Discussion in 'Workshop Forum' started by Mechanogeek, May 25, 2018.

  1. Mechanogeek

    Mechanogeek True Classic

    Location:
    Jacksonville, FL
    Project Mutant: Thank the Lord for small favors.

    Today, I continued body work (a little). I decided to clean up and replace some of the body filler that was put there by the previous owner. Not what I really want to do, but I'll deal with my discomfort in order to allow progress.

    However, I DID have an entire section of the body that I sanded, where there was NO body filler, NO dents, and I was able to take it back to bare metal, and then primer it, to protect. Smooth as the proverbial baby's bottom.

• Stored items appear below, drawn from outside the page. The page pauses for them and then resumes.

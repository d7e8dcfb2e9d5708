//! The note record flowing through both tiers.

use chrono::Utc;
use serde::{Deserialize, Serialize};

use crate::identity::{new_note_id, NoteId, Timestamp};

/// A single user note.
///
/// The same JSON shape is used in the cache tier, the durable tier, the HTTP
/// read path and the real-time channel:
/// `{"id": "...", "text": "...", "completed": false, "createdAt": "..."}`.
#[derive(Debug, Clone, PartialEq, Eq, Serialize, Deserialize)]
#[serde(rename_all = "camelCase")]
pub struct NoteRecord {
    /// Server-generated id, unique across both tiers.
    pub id: NoteId,
    /// User text, stored as received. Empty text is accepted.
    pub text: String,
    /// Always `false` at creation; nothing currently sets it.
    #[serde(default)]
    pub completed: bool,
    /// Assigned by the server at creation.
    pub created_at: Timestamp,
}

impl NoteRecord {
    /// Build a new record with a fresh id and the current time.
    pub fn new(text: impl Into<String>) -> Self {
        Self {
            id: new_note_id(),
            text: text.into(),
            completed: false,
            created_at: Utc::now(),
        }
    }
}

#[cfg(test)]
mod tests {
    use super::*;
    use proptest::prelude::*;

    #[test]
    fn test_new_record_defaults() {
        let note = NoteRecord::new("buy milk");
        assert_eq!(note.text, "buy milk");
        assert!(!note.completed);
        assert!(!note.id.is_empty());
    }

    #[test]
    fn test_wire_field_names() -> Result<(), serde_json::Error> {
        let note = NoteRecord::new("call mom");
        let value = serde_json::to_value(&note)?;

        assert!(value.get("id").is_some());
        assert!(value.get("text").is_some());
        assert!(value.get("completed").is_some());
        assert!(value.get("createdAt").is_some());
        assert!(value.get("created_at").is_none());
        Ok(())
    }

    #[test]
    fn test_missing_completed_defaults_to_false() -> Result<(), serde_json::Error> {
        let note: NoteRecord = serde_json::from_str(
            r#"{"id":"1700000000000","text":"legacy","createdAt":"2024-01-01T00:00:00Z"}"#,
        )?;
        assert!(!note.completed);
        assert_eq!(note.id, "1700000000000");
        Ok(())
    }

    proptest! {
        #[test]
        fn prop_any_text_is_accepted_verbatim(text in ".*") {
            let note = NoteRecord::new(text.clone());
            prop_assert_eq!(note.text, text);
            prop_assert!(!note.completed);
        }
    }
}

    Three weeks looked to be optimistic, based on the amount of additional body work I am encountering. So, target for paint: April 15th. We'll see.
    20190209_175519.jpg
     
  2. Mechanogeek

    Mechanogeek True Classic

    Location:
    Jacksonville, FL
    Project Mutant: Work that body!

    Had some personal issues that got in the way of working on the X. Had to attend a memorial service for a family member in Portland, and some work and health issues. Actually was able to spend a little time on the project over the past couple days. Thank goodness I don't have an ACTUAL timeline. I am free to ad-lib the timeline based on feelings, rather than fact! Ha!

    Done and powder-coated:
    Engine cover

    Now in primer -
    Drivers Door
    Left front quarter
    Front trunk lid (finally)
    Rear trunk lid (finally)
    Front area in front of front trunk (unsure what it is actually called :confused:).

    Started on -
    Passenger door
    Left rear quarter
    Left lower rocker panel

    Passenger door is up on work bench getting paint chemically stripped at this point. I'll get that door done rather quickly.
    Should have left (drivers) side of car fully in primer by end of next weekend. Still need to work some body filler and sand some more.
    Then we work on right side, targa bar, windshield frame, and tail-end of car with frame rail plugs and fill-in patches around frame rails.
    After that, front frame rail plugs, and build a new grill. Then, we SHOULD be ready for paint!

    NEW target for paint: May 25th.
     
    Michael Albers, lookforjoe and kmead like this.
  3. Mechanogeek

    Mechanogeek True Classic

    Location:
    Jacksonville, FL
    Project Mutant: I like the Doors.

    Passenger door stripped of paint, primered to protect. need to fill a couple minor door dings, and final primer, then on to the next task.

    20190427_114533.jpg
     
    autox19 likes this.
  4. Mike Schofield

    Mike Schofield True Classic

    What type of primer are you using for your “final” primer? I’ve used two part urethane primer with very good results.
     
  5. Mechanogeek

    Mechanogeek True Classic

    Location:
    Jacksonville, FL
    Project Mutant: Am I sweating because it's hot, or because I am sick?

    Working on a project can sometimes be even more challenging when you are ill. I spent some time on the X yesterday and today, between bouts of fatigue and sweat.

    Still, the passenger door is completed in primer with the door-dings a thing of the past. The drivers side of the car is in primer (front and rear quarters, rocker panel). The header panel, front trunk lid and rear trunk lid is in primer. So, about 70% of the car has been worked and is in primer.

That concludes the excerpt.